The same interest that he exhibits for the development of man and animals he shows also for plants.

‘A seed laid in the ground fills itself with the juices there contained, for the soil contains in itself juices of every nature for the nourishment of plants. Thus filled with juice the seed is distended and swells, and thereby the power (= faculty ἡ δὗύναμις) diffused in the seed is compressed by living principle (pneuma) and juice, and bursting the seed becomes the first leaves. But a time comes when these leaves can no longer get nourished from the juices in the seed. Then the seed and the leaves erupt, for urged by the leaves the seed sends down that part of its power which is yet concentrated within it and so the roots are produced as an extension of the leaves. When at last the plant is well rooted below and is drawing its nutriment from the earth, then the whole grain disappears, being absorbed, save for the husk, which is the most solid part; and even that, decomposing in the earth, ultimately becomes invisible. In time some of the leaves put forth branches. The plant being thus produced by humidity from the seed is still soft and moist. Growing actively both above and below, it cannot as yet bear fruit, for it has not the quality of force and reserve (δύναμις ὶσχυρὴ καὶ πιαρἀ) from which a seed can be precipitated. But when, with time, the plant becomes firmer and better rooted, it develops veins as passages both upwards and downwards, and it draws from the soil not only water but more abundantly also substances that are denser and fatter. Warmed, too, by the sun, these act as a ferment to the extremities and give rise to fruit after its kind. The fruit thus develops much from little, for every plant draws from the earth a power more abundant than that with which it started, and the fermentation takes place not at one place but at many.’[11]

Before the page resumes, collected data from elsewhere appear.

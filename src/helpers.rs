use crate::soap::ApiError;
use chrono::{Duration, NaiveDate};

// Format Tangier expects for date arguments.
pub const DATE_FORMAT: &str = "%Y-%m-%d";

pub fn parse_date(date: &str) -> Result<NaiveDate, ApiError> {
    NaiveDate::parse_from_str(date.trim(), DATE_FORMAT)
        .map_err(|e| ApiError::Date(format!("'{}' is not a {} date: {}", date, DATE_FORMAT, e)))
}

// Split [start, end] into windows of at most eight weeks; Tangier rejects longer ranges
pub fn date_ranges(start_date: &str, end_date: &str) -> Result<Vec<(String, String)>, ApiError> {
    let mut start = parse_date(start_date)?;
    let end = parse_date(end_date)?;
    let window = Duration::weeks(8);

    let mut ranges = Vec::new();
    while let Some(window_end) = start.checked_add_signed(window).filter(|d| *d < end) {
        ranges.push((format_date(start), format_date(window_end)));
        start = window_end + Duration::days(1);
    }
    ranges.push((format_date(start), format_date(end)));
    Ok(ranges)
}

fn format_date(date: NaiveDate) -> String {
    date.format(DATE_FORMAT).to_string()
}
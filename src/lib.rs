// Client library for the Tangier scheduling SOAP API

// Request building and response searching
pub mod xmlmanip;

// Configuration and transport
pub mod settings;
pub mod soap;

// Service connections
pub mod location;
pub mod provider;
pub mod schedule;

// Reports over the connections
pub mod async_schedule;
pub mod helpers;
pub mod report;
pub mod table;

#[cfg(test)]
mod test_fixtures;

// Re-export key types for convenience
pub use async_schedule::{AsyncScheduleConnection, IndexedResponse, ScheduleRequest};
pub use location::{LocationConnection, LocationFields};
pub use provider::{ProviderConnection, ProviderQuery};
pub use report::{ProviderLocations, ProviderReport, ScheduleManipulation, ScheduleWithData, ShiftMatch};
pub use schedule::{ScheduleConnection, ScheduleQuery, ScheduleTarget};
pub use settings::{ConfigError, Credentials, Service, Settings};
pub use soap::{ApiError, HttpSoapTransport, SoapTransport};
pub use table::{Join, Row, Table};
pub use xmlmanip::{
    inject_tags, search_schema, ElementTag, Predicate, Record, TagValue, Tags, XmlError, XmlSchema,
    XmlValue,
};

Nor does our author hesitate to draw an analogy between the plant and the mammalian embryo. ‘In the same way the infant lives within its mother’s womb and in a state corresponding to the health of the mother ... and you will find a complete similitude between the products of the soil and the products of the womb.’

The early Greek literature is so scantily provided with illustrations drawn from botanical study, that it is worth considering the remarkable comparison of generation of plants from cuttings with that from seeds in the same work.

‘As regards plants generated from cuttings ... that part of a branch where it was cut from a tree is placed in the earth and there rootlets are sent out. This is how it happens: The part of the plant within the soil draws up juices, swells, and develops a pneuma (πνεῦμα ἴσχει), but not so the part without. The pneuma and the juice concentrate the power of the plant below so that it becomes denser. Then the lower end erupts and gives forth tender roots. Then the plant, taking from below, draws juices from the roots and transmits them to the part above the soil which thus also swells and develops pneuma; thus the power from being diffused in the plant becomes concentrated and budding, gives forth leaves.... Cuttings, then, differ from seeds. With a seed the leaves are borne first, then the roots are sent down; with a cutting the roots form first and then the leaves.’[12]